Bug 228823

Summary:

service permanently at stopping state

Product:

[Retired] Red Hat Cluster Suite

Reporter:

Tomasz Jaszowski <tjaszowski>

Component:

clumanager

Assignee:

Lon Hohberger <lhh>

Status:

CLOSED ERRATA

QA Contact:

Cluster QE <mspqa-list>

Severity:

high

Docs Contact:

Priority:

medium

Version:

CC:

cluster-maint, michael.hagmann

Target Milestone:

---

Target Release:

---

Hardware:

All

OS:

Linux

Whiteboard:

Fixed In Version:

RHBA-2007-0149

Doc Type:

Bug Fix

Doc Text:

Story Points:

---

Clone Of:

Environment:

Last Closed:

2007-05-10 21:20:30 UTC

Type:

---

Regression:

---

Mount Type:

---

Documentation:

---

CRM:

Verified Versions:

Category:

---

oVirt Team:

---

RHEL 7.3 requirements from Atomic Host:

Cloudforms Team:

---

Target Upstream Version:

Embargoed:

Attachments:

Description	Flags
Allows disable requests from 'stopping' state	none

Description Tomasz Jaszowski 2007-02-15 12:01:29 UTC

Description of problem:
after tests (stopping services, restarting nides, etc) some of cluster services
have status stopping

Version-Release number of selected component (if applicable):


How reproducible:


Steps to Reproduce:
1.
2.
3.
  
Actual results:
service is in state stopping, we can't make it stop/disable/start. We tried
disabling stopping and starting service, restarting rgmanager - no effect.

Expected results:
we would like to stop/disable this service, or to tell cluster that those
services are really stop, so we could do something more, like start this service
again

Additional info:
from the system point of view service is stopped - no process, no mounted
resources, etc.

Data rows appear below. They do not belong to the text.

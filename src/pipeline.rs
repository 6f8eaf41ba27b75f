//! Raw stereo pair to filtered, colored point cloud.

use crate::{Error, Result};
use cv_calib3d::{RectifiedPair, StereoCalibration};
use cv_core::PointCloud;
use cv_io::write_ply_file;
use cv_stereo::{
    filter_infinity, reproject, BlockMatcher, DepthFilter, DisparityMap, MatcherKind,
    ReprojectOptions, DEFAULT_MISSING_DEPTH,
};
use image::{Rgb, RgbImage};
use std::path::Path;
use tracing::info;

/// Reprojection and filtering settings of a [`CalibratedPair`].
#[derive(Debug, Clone, Copy, PartialEq)]
pub struct PipelineOptions {
    pub reproject: ReprojectOptions,
    pub filter: DepthFilter,
}

impl Default for PipelineOptions {
    /// Unmatched pixels are pushed to [`DEFAULT_MISSING_DEPTH`] and removed by
    /// a filter at the same depth.
    fn default() -> Self {
        Self {
            reproject: ReprojectOptions::with_missing_depth(DEFAULT_MISSING_DEPTH),
            filter: DepthFilter::new(DEFAULT_MISSING_DEPTH),
        }
    }
}

impl PipelineOptions {
    /// Keep points closer than `multiple` scene lengths, e.g. board squares.
    pub fn with_scene_scale(mut self, scale: f32, multiple: f32) -> Self {
        self.filter = DepthFilter::from_scene_scale(scale, multiple).with_metric(self.filter.metric);
        self
    }
}

/// A calibrated stereo rig together with the matcher used on its images.
#[derive(Debug, Clone)]
pub struct CalibratedPair {
    pub calibration: StereoCalibration,
    pub block_matcher: BlockMatcher,
    pub options: PipelineOptions,
}

impl CalibratedPair {
    pub fn new(calibration: StereoCalibration, block_matcher: BlockMatcher) -> Self {
        Self {
            calibration,
            block_matcher,
            options: PipelineOptions::default(),
        }
    }

    /// Calibration folder plus an optional matcher settings file.
    pub fn load<P: AsRef<Path>, S: AsRef<Path>>(
        calibration_dir: P,
        kind: MatcherKind,
        settings: Option<S>,
    ) -> Result<Self> {
        let calibration = StereoCalibration::load(calibration_dir)?;
        let block_matcher = match settings {
            Some(path) => BlockMatcher::with_settings(kind, path)?,
            None => BlockMatcher::new(kind),
        };
        Ok(Self::new(calibration, block_matcher))
    }

    pub fn with_options(mut self, options: PipelineOptions) -> Self {
        self.options = options;
        self
    }

    /// Undistorted, rectified pair cropped to the common valid region.
    pub fn rectify(&self, left: &RgbImage, right: &RgbImage) -> Result<RectifiedPair<Rgb<u8>>> {
        self.calibration.rectify(left, right)
    }

    /// Disparity of a rectified pair, matched on luma.
    pub fn disparity(&self, pair: &RectifiedPair<Rgb<u8>>) -> Result<DisparityMap> {
        self.block_matcher.compute_color(&pair.left, &pair.right)
    }

    /// Reproject a disparity map of `pair` and drop points beyond the filter.
    pub fn reproject(
        &self,
        disparity: &DisparityMap,
        pair: &RectifiedPair<Rgb<u8>>,
    ) -> Result<PointCloud> {
        if pair.left.dimensions() != disparity.dimensions() {
            return Err(Error::DimensionMismatch(format!(
                "disparity map is {}x{} but rectified image is {}x{}",
                disparity.width(),
                disparity.height(),
                pair.left.width(),
                pair.left.height()
            )));
        }
        let q = self.calibration.reprojection_matrix_for(&pair.roi);
        let cloud = reproject(disparity, &pair.left, &q, &self.options.reproject)?;
        Ok(filter_infinity(&cloud, &self.options.filter))
    }

    /// Raw pair to filtered point cloud.
    pub fn point_cloud(&self, left: &RgbImage, right: &RgbImage) -> Result<PointCloud> {
        let pair = self.rectify(left, right)?;
        let disparity = self.disparity(&pair)?;
        let cloud = self.reproject(&disparity, &pair)?;
        info!(
            variant = %self.block_matcher.kind(),
            matched = disparity.valid_count(),
            points = cloud.len(),
            "computed point cloud"
        );
        Ok(cloud)
    }

    /// [`CalibratedPair::point_cloud`] written to a PLY file.
    pub fn process<P: AsRef<Path>>(
        &self,
        left: &RgbImage,
        right: &RgbImage,
        output: P,
    ) -> Result<PointCloud> {
        let cloud = self.point_cloud(left, right)?;
        write_ply_file(output, &cloud)?;
        Ok(cloud)
    }
}
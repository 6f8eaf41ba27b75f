//! Calibrated stereo rig: everything needed to rectify image pairs and
//! reproject disparities, with persistence to a calibration folder.

use crate::distortion::{init_undistort_rectify_map, undistort_points};
use crate::stereo::{stereo_calibrate_with_options, stereo_rectify, StereoCalibrationOptions, StereoRectification};
use crate::storage::{read_array, read_matrix, write_array, write_matrix};
use crate::Result;
use cv_core::{CameraIntrinsics, Distortion, Error, Pose, Roi};
use cv_imgproc::{remap, BorderMode, Interpolation};
use image::{imageops, ImageBuffer, Pixel};
use nalgebra::{Matrix3, Matrix3x4, Matrix4, Point2, Point3, Vector3};
use std::fmt;
use std::path::Path;
use tracing::{debug, info};

#[derive(Debug, Clone, Copy, PartialEq, Eq)]
pub enum Side {
    Left,
    Right,
}

impl Side {
    fn index(self) -> usize {
        match self {
            Side::Left => 0,
            Side::Right => 1,
        }
    }

    fn prefix(self) -> &'static str {
        match self {
            Side::Left => "left",
            Side::Right => "right",
        }
    }
}

/// One capture of the calibration board seen by both cameras.
#[derive(Debug, Clone, PartialEq)]
pub struct StereoView {
    pub object_points: Vec<Point3<f64>>,
    pub left: Vec<Point2<f64>>,
    pub right: Vec<Point2<f64>>,
}

impl StereoView {
    pub fn new(
        object_points: Vec<Point3<f64>>,
        left: Vec<Point2<f64>>,
        right: Vec<Point2<f64>>,
    ) -> Result<Self> {
        if left.len() != object_points.len() || right.len() != object_points.len() {
            return Err(Error::DimensionMismatch(format!(
                "view has {} board points but {} left and {} right corners",
                object_points.len(),
                left.len(),
                right.len()
            )));
        }
        Ok(Self {
            object_points,
            left,
            right,
        })
    }
}

/// Quality figures produced when a calibration is built.
#[derive(Debug, Clone, Copy, PartialEq)]
pub struct CalibrationReport {
    pub views: usize,
    /// RMS reprojection error over both cameras, in pixels.
    pub rms_reprojection_error: f64,
    pub left_rms: f64,
    pub right_rms: f64,
    /// Mean distance in pixels between undistorted corners and their epipolar lines.
    pub epipolar_error: f64,
    pub iterations: usize,
}
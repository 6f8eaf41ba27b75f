use crate::calibration::generate_chessboard_object_points;
use crate::rig::{CalibrationReport, StereoCalibration, StereoView};
use crate::stereo::StereoCalibrationOptions;
use crate::Result;
use cv_core::Error;
use nalgebra::{Point2, Point3};
use tracing::debug;

/// Accumulates chessboard detections from a stereo rig and calibrates it.
///
/// The board has `rows x columns` interior corners spaced `square_size`
/// apart. Corners must be supplied row by row with x varying fastest, the
/// order produced by common chessboard detectors.
#[derive(Debug, Clone)]
pub struct StereoCalibrator {
    rows: usize,
    columns: usize,
    square_size: f64,
    image_size: (u32, u32),
    object_points: Vec<Point3<f64>>,
    views: Vec<StereoView>,
}

impl StereoCalibrator {
    pub fn new(rows: usize, columns: usize, square_size: f64, image_size: (u32, u32)) -> Result<Self> {
        if rows < 2 || columns < 2 {
            return Err(Error::InvalidInput(format!(
                "chessboard needs at least 2x2 interior corners, got {rows}x{columns}"
            )));
        }
        if !(square_size.is_finite() && square_size > 0.0) {
            return Err(Error::InvalidInput(format!(
                "square size must be positive, got {square_size}"
            )));
        }
        if image_size.0 == 0 || image_size.1 == 0 {
            return Err(Error::InvalidInput("image size must be non-zero".to_string()));
        }
        Ok(Self {
            rows,
            columns,
            square_size,
            image_size,
            object_points: generate_chessboard_object_points((columns, rows), square_size),
            views: Vec::new(),
        })
    }

    pub fn rows(&self) -> usize {
        self.rows
    }

    pub fn columns(&self) -> usize {
        self.columns
    }

    pub fn square_size(&self) -> f64 {
        self.square_size
    }

    pub fn object_points(&self) -> &[Point3<f64>] {
        &self.object_points
    }

    pub fn views(&self) -> &[StereoView] {
        &self.views
    }

    pub fn view_count(&self) -> usize {
        self.views.len()
    }

    /// Records the corners detected in one left/right capture.
    pub fn add_corners(&mut self, left: Vec<Point2<f64>>, right: Vec<Point2<f64>>) -> Result<()> {
        let expected = self.rows * self.columns;
        if left.len() != expected || right.len() != expected {
            return Err(Error::InvalidInput(format!(
                "expected {expected} corners per image, got {} left and {} right",
                left.len(),
                right.len()
            )));
        }
        self.views
            .push(StereoView::new(self.object_points.clone(), left, right)?);
        debug!(views = self.views.len(), "added chessboard corners");
        Ok(())
    }

    pub fn calibrate(&self) -> Result<(StereoCalibration, CalibrationReport)> {
        self.calibrate_with_options(StereoCalibrationOptions::default())
    }

    pub fn calibrate_with_options(
        &self,
        options: StereoCalibrationOptions,
    ) -> Result<(StereoCalibration, CalibrationReport)> {
        StereoCalibration::build_with_options(&self.views, self.image_size, options)
    }
}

Those service can be started only on one node - it's restricted
by failover domain containing only one node, and recovery method -restart

Comment 1 Tomasz Jaszowski 2007-02-15 12:09:46 UTC

clustat -x | grep s1
    <group name="s1" state="113" state_str="stopping"  owner="t1"
last_owner="t1" restarts="0" last_transition="1171311768"
last_transition_str="Mon Feb 12 21:22:48 2007"/>

and nothing changed since then

Comment 2 Lon Hohberger 2007-02-15 17:53:27 UTC

The effect here (unable to stop) should be easy to fix (which I will).  However,
the cause is more interesting to fix.  Both are bugs anyway.

Do you have any specific reproducible steps to get a service into the 'stopping'
state?

Comment 3 Tomasz Jaszowski 2007-02-16 10:40:25 UTC

for now, we do not have any idea how to reproduce this problem (but we will try). 

Do You have any fast solution, how to tell cluster that those services are
really stopped (rebooting all nodes/stopping all cluster software is not an option)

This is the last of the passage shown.